Wednesday, June 30, 2010

Crime Reporting: Baltimore Under the Microscope

The Baltimore Police Department is in the middle of a firestorm over under reporting sexual assault. Baltimore police deem nearly one-third of rape reports "unfounded," meaning they believe they are false or baseless — more than in any other city in the country, according to a Baltimore Sun investigation.

Under reporting crime in a national problem. New York City, Dallas, Houston and Boston to name a few have come under fire for fudging crime statistics. Politics and honest crime reporting do not always mix. Baltimore has a history of under reporting. According to the Sun, in 2000, police had to reclassify 9,572 reports because they had been wrongly downgraded to lesser offenses, turning a much hyped 10 percent crime drop into a 3.5 percent increase.

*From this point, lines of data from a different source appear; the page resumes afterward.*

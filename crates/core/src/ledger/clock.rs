//! Injectable time source.

use std::sync::{PoisonError, RwLock};

use chrono::{DateTime, TimeDelta, Utc};

/// Source of the current instant.
pub trait Clock: Send + Sync + std::fmt::Debug {
    /// Returns the current instant.
    fn now(&self) -> DateTime<Utc>;
}

/// Wall clock.
#[derive(Debug, Clone, Copy, Default)]
pub struct SystemClock;

impl Clock for SystemClock {
    fn now(&self) -> DateTime<Utc> {
        Utc::now()
    }
}

/// Clock that only moves when told to, for tests and replays.
#[derive(Debug)]
pub struct ManualClock {
    now: RwLock<DateTime<Utc>>,
}

impl ManualClock {
    /// Creates a clock stopped at `now`.
    #[must_use]
    pub fn new(now: DateTime<Utc>) -> Self {
        Self {
            now: RwLock::new(now),
        }
    }

    /// Moves the clock to `now`.
    pub fn set(&self, now: DateTime<Utc>) {
        *self.now.write().unwrap_or_else(PoisonError::into_inner) = now;
    }

    /// Moves the clock forward by `delta`.
    pub fn advance(&self, delta: TimeDelta) {
        let mut now = self.now.write().unwrap_or_else(PoisonError::into_inner);
        *now += delta;
    }
}

impl Clock for ManualClock {
    fn now(&self) -> DateTime<Utc> {
        *self.now.read().unwrap_or_else(PoisonError::into_inner)
    }
}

The Sun reported that Sheldon F. Greenberg, a former Howard County police officer who now heads a police executive training program at the Johns Hopkins University, said the over-reliance on numbers encourages manipulation.

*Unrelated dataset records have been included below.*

//! Ledger store repository for database operations.
//!
//! Implements the core `LedgerStore` trait over the `ledger_entries` and
//! `ledger_checkpoints` tables. Keys are stored as their 12-digit string
//! form, so lexical order in PostgreSQL matches `TimeKey` order.

use chrono::Utc;
use sea_orm::{
    ActiveValue::Set, ColumnTrait, Condition, DatabaseConnection, DbErr, EntityTrait, QueryFilter,
    QueryOrder, QuerySelect, SqlErr, TransactionTrait, sea_query::OnConflict,
};
use tally_core::ledger::{
    Checkpoint, CreateOutcome, LedgerEntry, LedgerStore, StoreError, TimeKey,
};
use tally_shared::{Money, Principal};
use tracing::{debug, warn};

use crate::entities::{ledger_checkpoints, ledger_entries};

/// Rows per INSERT statement, well below the PostgreSQL bind parameter limit.
const INSERT_CHUNK: usize = 1_000;

/// PostgreSQL-backed ledger store.
#[derive(Debug, Clone)]
pub struct PgLedgerStore {
    db: DatabaseConnection,
}

impl PgLedgerStore {
    /// Create a new ledger store.
    #[must_use]
    pub const fn new(db: DatabaseConnection) -> Self {
        Self { db }
    }

    /// First key of the batch that is already stored, if any.
    async fn existing_key(&self, entries: &[LedgerEntry]) -> Result<Option<String>, StoreError> {
        let condition = entries.iter().fold(Condition::any(), |condition, entry| {
            condition.add(
                Condition::all()
                    .add(ledger_entries::Column::Principal.eq(entry.principal.as_str()))
                    .add(ledger_entries::Column::EntryKey.eq(entry.key.to_string())),
            )
        });

        let found = ledger_entries::Entity::find()
            .filter(condition)
            .one(&self.db)
            .await
            .map_err(store_err)?;

        Ok(found.map(|model| model.entry_key))
    }
}

impl LedgerStore for PgLedgerStore {
    async fn create_entries(&self, entries: &[LedgerEntry]) -> Result<(), StoreError> {
        if entries.is_empty() {
            return Ok(());
        }

        let txn = self.db.begin().await.map_err(store_err)?;
        for chunk in entries.chunks(INSERT_CHUNK) {
            let result = ledger_entries::Entity::insert_many(chunk.iter().map(to_active_entry))
                .exec_without_returning(&txn)
                .await;

            if let Err(e) = result {
                if matches!(e.sql_err(), Some(SqlErr::UniqueConstraintViolation(_))) {
                    // Dropping the transaction rolls back earlier chunks.
                    drop(txn);
                    let key = self
                        .existing_key(entries)
                        .await?
                        .unwrap_or_else(|| "within batch".to_string());
                    debug!(key = %key, "Entry batch rejected as duplicate");
                    return Err(StoreError::Duplicate(key));
                }
                return Err(store_err(e));
            }
        }
        txn.commit().await.map_err(store_err)?;

        Ok(())
    }

    async fn entries_in_range(
        &self,
        principal: &Principal,
        from: TimeKey,
        to: TimeKey,
        limit: Option<usize>,
    ) -> Result<Vec<LedgerEntry>, StoreError> {
        if from > to {
            return Ok(Vec::new());
        }

        let mut query = ledger_entries::Entity::find()
            .filter(ledger_entries::Column::Principal.eq(principal.as_str()))
            .filter(ledger_entries::Column::EntryKey.between(from.to_string(), to.to_string()))
            .order_by_asc(ledger_entries::Column::EntryKey);
        if let Some(limit) = limit {
            query = query.limit(to_row_limit(limit));
        }
        let models = query.all(&self.db).await.map_err(store_err)?;

        models.into_iter().map(to_entry).collect()
    }

    async fn earliest_entry(&self, principal: &Principal) -> Result<Option<LedgerEntry>, StoreError> {
        let model = ledger_entries::Entity::find()
            .filter(ledger_entries::Column::Principal.eq(principal.as_str()))
            .order_by_desc(ledger_entries::Column::EntryKey)
            .one(&self.db)
            .await
            .map_err(store_err)?;

        model.map(to_entry).transpose()
    }

    async fn create_checkpoint(&self, checkpoint: &Checkpoint) -> Result<CreateOutcome, StoreError> {
        let entry_count = i64::try_from(checkpoint.entry_count)
            .map_err(|_| StoreError::corrupt(format!("entry count {} overflows", checkpoint.entry_count)))?;

        let active_model = ledger_checkpoints::ActiveModel {
            principal: Set(checkpoint.principal.to_string()),
            checkpoint_key: Set(checkpoint.key.to_string()),
            opening_balance: Set(checkpoint.opening_balance.amount()),
            balance: Set(checkpoint.balance.amount()),
            credits: Set(checkpoint.credits.amount()),
            debits: Set(checkpoint.debits.amount()),
            entry_count: Set(entry_count),
            created_at: Set(checkpoint.created_at.into()),
        };

        let inserted = ledger_checkpoints::Entity::insert(active_model)
            .on_conflict(
                OnConflict::columns([
                    ledger_checkpoints::Column::Principal,
                    ledger_checkpoints::Column::CheckpointKey,
                ])
                .do_nothing()
                .to_owned(),
            )
            .exec_without_returning(&self.db)
            .await
            .map_err(store_err)?;

        if inserted == 0 {
            return Ok(CreateOutcome::AlreadyExists);
        }
        Ok(CreateOutcome::Created)
    }

    async fn checkpoint_by_key(&self, principal: &Principal, key: TimeKey) -> Result<Option<Checkpoint>, StoreError> {
        let model = ledger_checkpoints::Entity::find_by_id((principal.to_string(), key.to_string()))
            .one(&self.db)
            .await
            .map_err(store_err)?;

        model.map(to_checkpoint).transpose()
    }

    async fn checkpoints_in_range(
        &self,
        principal: &Principal,
        from: TimeKey,
        to: TimeKey,
        limit: Option<usize>,
    ) -> Result<Vec<Checkpoint>, StoreError> {
        if from > to {
            return Ok(Vec::new());
        }

        let mut query = ledger_checkpoints::Entity::find()
            .filter(ledger_checkpoints::Column::Principal.eq(principal.as_str()))
            .filter(ledger_checkpoints::Column::CheckpointKey.between(from.to_string(), to.to_string()))
            .order_by_asc(ledger_checkpoints::Column::CheckpointKey);
        if let Some(limit) = limit {
            query = query.limit(to_row_limit(limit));
        }
        let models = query.all(&self.db).await.map_err(store_err)?;

        models.into_iter().map(to_checkpoint).collect()
    }
}

fn to_row_limit(limit: usize) -> u64 {
    u64::try_from(limit).unwrap_or(u64::MAX)
}

/// Map a database error onto the store boundary.
pub(crate) fn store_err(e: DbErr) -> StoreError {
    match e {
        DbErr::Type(msg) => StoreError::corrupt(msg),
        DbErr::TryIntoErr { from, into, .. } => StoreError::corrupt(format!("cannot convert {from} into {into}")),
        other => {
            warn!(error = %other, "Ledger store query failed");
            StoreError::unavailable(other.to_string())
        }
    }
}

fn to_active_entry(entry: &LedgerEntry) -> ledger_entries::ActiveModel {
    ledger_entries::ActiveModel {
        principal: Set(entry.principal.to_string()),
        entry_key: Set(entry.key.to_string()),
        delta: Set(entry.delta.amount()),
        reason: Set(entry.reason),
        remark: Set(entry.remark.clone()),
        reference: Set(entry.reference.clone()),
        correlation_id: Set(entry.correlation_id.clone()),
        created_at: Set(Utc::now().into()),
    }
}

fn parse_principal(raw: &str) -> Result<Principal, StoreError> {
    Principal::parse(raw).map_err(|e| StoreError::corrupt(format!("principal {raw:?}: {e}")))
}

fn parse_key(raw: &str) -> Result<TimeKey, StoreError> {
    TimeKey::parse(raw).map_err(|e| StoreError::corrupt(format!("key {raw:?}: {e}")))
}

fn to_entry(model: ledger_entries::Model) -> Result<LedgerEntry, StoreError> {
    Ok(LedgerEntry {
        key: parse_key(&model.entry_key)?,
        principal: parse_principal(&model.principal)?,
        delta: Money::new(model.delta),
        reason: model.reason,
        remark: model.remark,
        reference: model.reference,
        correlation_id: model.correlation_id,
    })
}

fn to_checkpoint(model: ledger_checkpoints::Model) -> Result<Checkpoint, StoreError> {
    let entry_count = u64::try_from(model.entry_count)
        .map_err(|_| StoreError::corrupt(format!("negative entry count {}", model.entry_count)))?;

    Ok(Checkpoint {
        principal: parse_principal(&model.principal)?,
        key: parse_key(&model.checkpoint_key)?,
        opening_balance: Money::new(model.opening_balance),
        balance: Money::new(model.balance),
        credits: Money::new(model.credits),
        debits: Money::new(model.debits),
        entry_count,
        created_at: model.created_at.with_timezone(&Utc),
    })
}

"Too many police executives around the country are judged by good stats and the absence of problems," Greenberg said. "If you don't upset the apple cart and generate good stats, you're considered in high regard, regardless of whether the community is better."

Greenberg said that cops dismissing and downgrading crime has been going on — and will go on — as long as politicians need the low crime figures to win elections. Cops are so intent on bringing down the numbers that they have no time to do the work required to actually reduce crime, he said.